Imagine sitting in a hospital waiting room, the fluorescent lights casting long shadows on the wall, reflective of your grief. The doctor has just informed you that both of your sons have a serious kidney condition and will die soon without a transplant. Your kidneys are compatible with both of your children, yet you only have one kidney to give. You would gladly rip out both your kidneys and hand them to your children on one knee, but this is not an option. You can save one son’s life only at the cost of the other, a decision no parent should face. You have little money saved up and cannot sustain dialysis treatments for an extended period of time. The waiting list seems miles long, and the clock is counting down. You love your family, but you’re out of options. What will you do? Go.
Organ trafficking is a growing black-market business popularized in countries with ample population of the destitute, such as China and India with nearly 2,000 people donating annually in India alone for meager sums of money. The waiting list for organ donations is comprised of 123,000 people solely in the United States, and that’s excluding those who don’t have enough money for the procedure or for dialysis for an extended period of time. Those on the kidney waiting list endure expensive dialysis treatments many times a week for up to several years, which can inflict severe consequences on the body. The supply of usable organs is rather meager compared to the demand, as organs are only legally harvested from bodies of previously registered organ donors, from altruistic donors (who desire the best for a close friend or family member), or from those who are truly good samaritans. Even if a patient receives the kidney, it may be too late, or if by some grace they manage to recover, they could be permanently affected by their time without working kidneys. Many people who are financially desperate deign to sell their organs on the black market just to provide for themselves, but the banning of organ trafficking provides complications regarding safety and the validity of the “contracts.”

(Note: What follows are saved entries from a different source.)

// Line reassembly across arbitrary chunk boundaries.

use bytes::{Bytes, BytesMut};

/// Buffers raw chunks and hands out complete lines.
///
/// Between calls the pending buffer never contains a newline: every complete
/// line has been handed out, only the trailing fragment remains.
#[derive(Debug, Default)]
pub(crate) struct LineReassembler {
    pending: BytesMut,
    // Prefix of `pending` already known to contain no newline.
    scanned: usize,
}

impl LineReassembler {
    pub fn push(&mut self, chunk: &[u8]) {
        self.pending.extend_from_slice(chunk);
    }

    /// Next complete line, without its `\n` terminator.
    pub fn next_line(&mut self) -> Option<Bytes> {
        match self.pending[self.scanned..].iter().position(|b| *b == b'\n') {
            Some(offset) => {
                let end = self.scanned + offset;
                let mut line = self.pending.split_to(end + 1);
                line.truncate(end);
                self.scanned = 0;
                Some(line.freeze())
            }
            None => {
                self.scanned = self.pending.len();
                None
            }
        }
    }

    /// Take the unterminated trailing fragment, if any.
    pub fn take_remainder(&mut self) -> Option<Bytes> {
        self.scanned = 0;
        if self.pending.is_empty() {
            None
        } else {
            Some(self.pending.split().freeze())
        }
    }

    pub fn pending_len(&self) -> usize {
        self.pending.len()
    }

    pub fn clear(&mut self) {
        self.pending.clear();
        self.scanned = 0;
    }
}
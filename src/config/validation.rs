// Configuration validation
//
// Validates that required fields are present and values are sensible

use super::*;
use anyhow::{bail, Result};
use std::collections::HashSet;
use tracing::warn;

use crate::transform::delimiter_byte;

pub fn validate_config(config: &RuntimeConfig) -> Result<()> {
    validate_source_config(&config.source)?;
    validate_pipe_config(&config.pipe)?;
    validate_storage_config(&config.storage)?;
    validate_destinations(&config.destinations)?;
    Ok(())
}

fn validate_source_config(config: &SourceConfig) -> Result<()> {
    if config.chunk_size == 0 {
        bail!("source.chunk_size must be greater than 0");
    }

    if config.paths.iter().filter(|p| p.as_str() == "-").count() > 1 {
        bail!("source.paths may name standard input ('-') only once");
    }

    if config.chunk_size > 64 * 1024 * 1024 {
        warn!(
            chunk_size = config.chunk_size,
            "source.chunk_size is very large; may cause memory issues"
        );
    }

    Ok(())
}

fn validate_pipe_config(config: &PipeConfig) -> Result<()> {
    if config.high_water_mark == 0 {
        bail!("pipe.high_water_mark must be greater than 0");
    }

    if config.high_water_mark > 256 * 1024 * 1024 {
        warn!(
            high_water_mark = config.high_water_mark,
            "pipe.high_water_mark is very large; each destination may buffer this much"
        );
    }

    Ok(())
}

fn validate_storage_config(config: &StorageConfig) -> Result<()> {
    if config.write_chunk_bytes == Some(0) {
        bail!("storage.write_chunk_bytes must be greater than 0");
    }

    match config.backend {
        StorageBackend::Fs => {
            let fs = config
                .fs
                .as_ref()
                .ok_or_else(|| anyhow::anyhow!("fs storage backend requires 'fs' configuration"))?;

            if fs.path.is_empty() {
                bail!(
                    "Filesystem path is required\n\n\
                    How to fix:\n\
                      • Environment: export {}STORAGE_PATH=./output\n\
                      • CLI: --output ./output\n\
                      • TOML: [storage.fs]\n              path = \"./output\"\n",
                    ENV_PREFIX
                );
            }
        }
        StorageBackend::S3 => {
            let s3 = config
                .s3
                .as_ref()
                .ok_or_else(|| anyhow::anyhow!("s3 storage backend requires 's3' configuration"))?;

            if s3.bucket.is_empty() {
                bail!(
                    "S3 bucket name is required\n\n\
                    How to fix:\n\
                      • Environment: export {}S3_BUCKET=my-bucket\n\
                      • TOML: [storage.s3]\n              bucket = \"my-bucket\"\n",
                    ENV_PREFIX
                );
            }

            if s3.region.is_empty() {
                bail!(
                    "S3 region is required\n\n\
                    How to fix:\n\
                      • Environment: export {}S3_REGION=ap-southeast-1\n\
                      • TOML: [storage.s3]\n              region = \"ap-southeast-1\"\n",
                    ENV_PREFIX
                );
            }
        }
        StorageBackend::R2 => {
            let r2 = config
                .r2
                .as_ref()
                .ok_or_else(|| anyhow::anyhow!("r2 storage backend requires 'r2' configuration"))?;

            if r2.bucket.is_empty() {
                bail!(
                    "R2 bucket name is required\n\n\
                    How to fix:\n\
                      • Environment: export {}R2_BUCKET=my-bucket\n\
                      • TOML: [storage.r2]\n              bucket = \"my-bucket\"\n",
                    ENV_PREFIX
                );
            }

            if r2.account_id.is_empty() {
                bail!(
                    "R2 account ID is required\n\n\
                    How to fix:\n\
                      • Environment: export {}R2_ACCOUNT_ID=<your-account-id>\n\
                      • TOML: [storage.r2]\n              account_id = \"<your-account-id>\"\n",
                    ENV_PREFIX
                );
            }

            if r2.access_key_id.is_empty() || r2.secret_access_key.is_empty() {
                bail!(
                    "R2 credentials are required\n\n\
                    How to fix:\n\
                      • Environment: export AWS_ACCESS_KEY_ID=<key> AWS_SECRET_ACCESS_KEY=<secret>\n\
                      • TOML: [storage.r2]\n              access_key_id = \"<key>\"\n              secret_access_key = \"<secret>\"\n"
                );
            }
        }
    }

    Ok(())
}

fn validate_destinations(destinations: &[DestinationConfig]) -> Result<()> {
    let mut names = HashSet::new();
    let mut prefixes = HashSet::new();

    for destination in destinations {
        if destination.name.trim().is_empty() {
            bail!("destinations[].name must not be empty");
        }
        if !names.insert(destination.name.as_str()) {
            bail!("duplicate destination name '{}'", destination.name);
        }
        if destination.max_part_bytes == 0 {
            bail!(
                "destination '{}': max_part_bytes must be greater than 0",
                destination.name
            );
        }
        if destination.filename().is_empty() {
            bail!("destination '{}': filename must not be empty", destination.name);
        }
        if let Some(template) = &destination.filename_template {
            if !template.contains("{part}") {
                bail!(
                    "destination '{}': filename_template must contain {{part}} or parts overwrite each other",
                    destination.name
                );
            }
        }
        if let Some(transform) = &destination.transform {
            for (field, value) in [
                ("input_delimiter", &transform.input_delimiter),
                ("output_delimiter", &transform.output_delimiter),
            ] {
                if let Err(err) = delimiter_byte(field, value) {
                    bail!("destination '{}': {}", destination.name, err);
                }
            }
            if transform.columns.as_ref().is_some_and(|c| c.is_empty()) {
                bail!(
                    "destination '{}': transform.columns must not be empty when set",
                    destination.name
                );
            }
        }

        if destination.max_part_bytes < 1024 {
            warn!(
                destination = %destination.name,
                max_part_bytes = destination.max_part_bytes,
                "max_part_bytes is very small; expect many parts"
            );
        }

        // Two destinations writing the same names would clobber each other's parts.
        let key = (
            destination.path.trim_end_matches('/').to_string(),
            destination.filename_template.clone(),
            destination.filename().to_string(),
            destination.extension.clone(),
        );
        if !prefixes.insert(key) {
            bail!(
                "destination '{}' writes the same part names as another destination",
                destination.name
            );
        }
    }

    Ok(())
}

Those in favor of disbanding organ trafficking argue that it’s an immoral and corrupt exploitation of the poor. By legalizing organ trade, it would encourage those without options to sell themselves as means to an end which could severely harm them in the long run. Organ trafficking comes in several forms: forceful seizure of organs without consent and without financial compensation, the harvesting of organs with consent but hesitation, getting paid substantially less or not at all, or the treatment of ailments by doctors accompanied by the removal of organs without the consent or knowledge of the patient. The black market business is booming as the need for organs is ever increasing, and there are many who seek to improve their situations. The surgeries are conducted illegally in a poorly-sterilized environment with poor post-op care. Operations are often conducted in nondescript locations that lack sanitation or even in mobile hospitals that make the process more efficient but are less safe. Many complications can arise from these operations, especially with those conducted on children, the elderly, or the unhealthy. Patients are desperate for donations, and some countries have taken their efforts too far. Death row inmates from China are often used as donors, with or without consent, and those who die in hospitals are often dissected without the consent of the immediate family or by prior agreement of the deceased. Organ trafficking is not without complications or exploitation, but good things do come out of the business.
Each day in the United States, 21 people waiting for organs die. Accidents ending with intact organs are rarer than one would think, and selfless donations are few and far between. Though not without its flaws, the black market trade does open up the opportunities for life for those who thought they had no hope of getting a transplant. While gruesome in theory, organ trafficking saves the lives of countless people who are willing to cross some boundaries to stay alive. Those who can’t afford transplants have new hope with black-market organs. The more common a commodity gets, the less expensive it becomes. The patients aren’t the only beneficiaries of the operations; the donors transform their lives. While a meager and unjust payment in our terms, the two to five thousand dollars fetched for a kidney can completely alter the course of the donors’ lives. They are so destitute that money from their donation can buy them and their families a place to live and the means to live. The option of selling bodies for money may not be an ideal situation, but, given the circumstances, it’s a win-win transaction, saving lives on one end and transforming them on the other.
Organ trafficking is mutually beneficial and will happen, no matter the rules and regulations governing it. People will always need new organs, and people will always be in need of money. If there’s an acceptable transaction, it will be performed under the guidance of the law or through the black market. The current ban on organ trafficking, while well-intended, is hurting the party that it serves to protect. It’s established to keep the poor from being exploited for their bodies, but the reality is that exploitation will always be present and that the poor are actually hurt as a result of the overbearing “protection.” The ban of organ trafficking does not stop the operations. It only makes them substantially more hazardous. The use of the black market allows poor healthcare, manipulation of payment rates, and the harvesting of organs without consent. With legalization, the regulation of the safety of healthcare facilities would be stricter and result in a safer environment, and the negotiation of contracts between the donors and the hospital/recipient in regards to payment could become standardized and binding, not allowing for the conning and exploitation of donors. If the donors give full consent, they should be allowed to have control over what is done with their body. It’s their body to keep. In the same way we mutilate our bodies with ink or conscious-altering substances, we retain the right to say what happens to ourselves. There’s no true harm in the legalization of paid organ donations, as it saves and transforms lives with no major outward consequence. If people cannot provide sufficient organs by altruistic donation, what is the iniquity of incentivizing a life-saving, fiduciary procedure?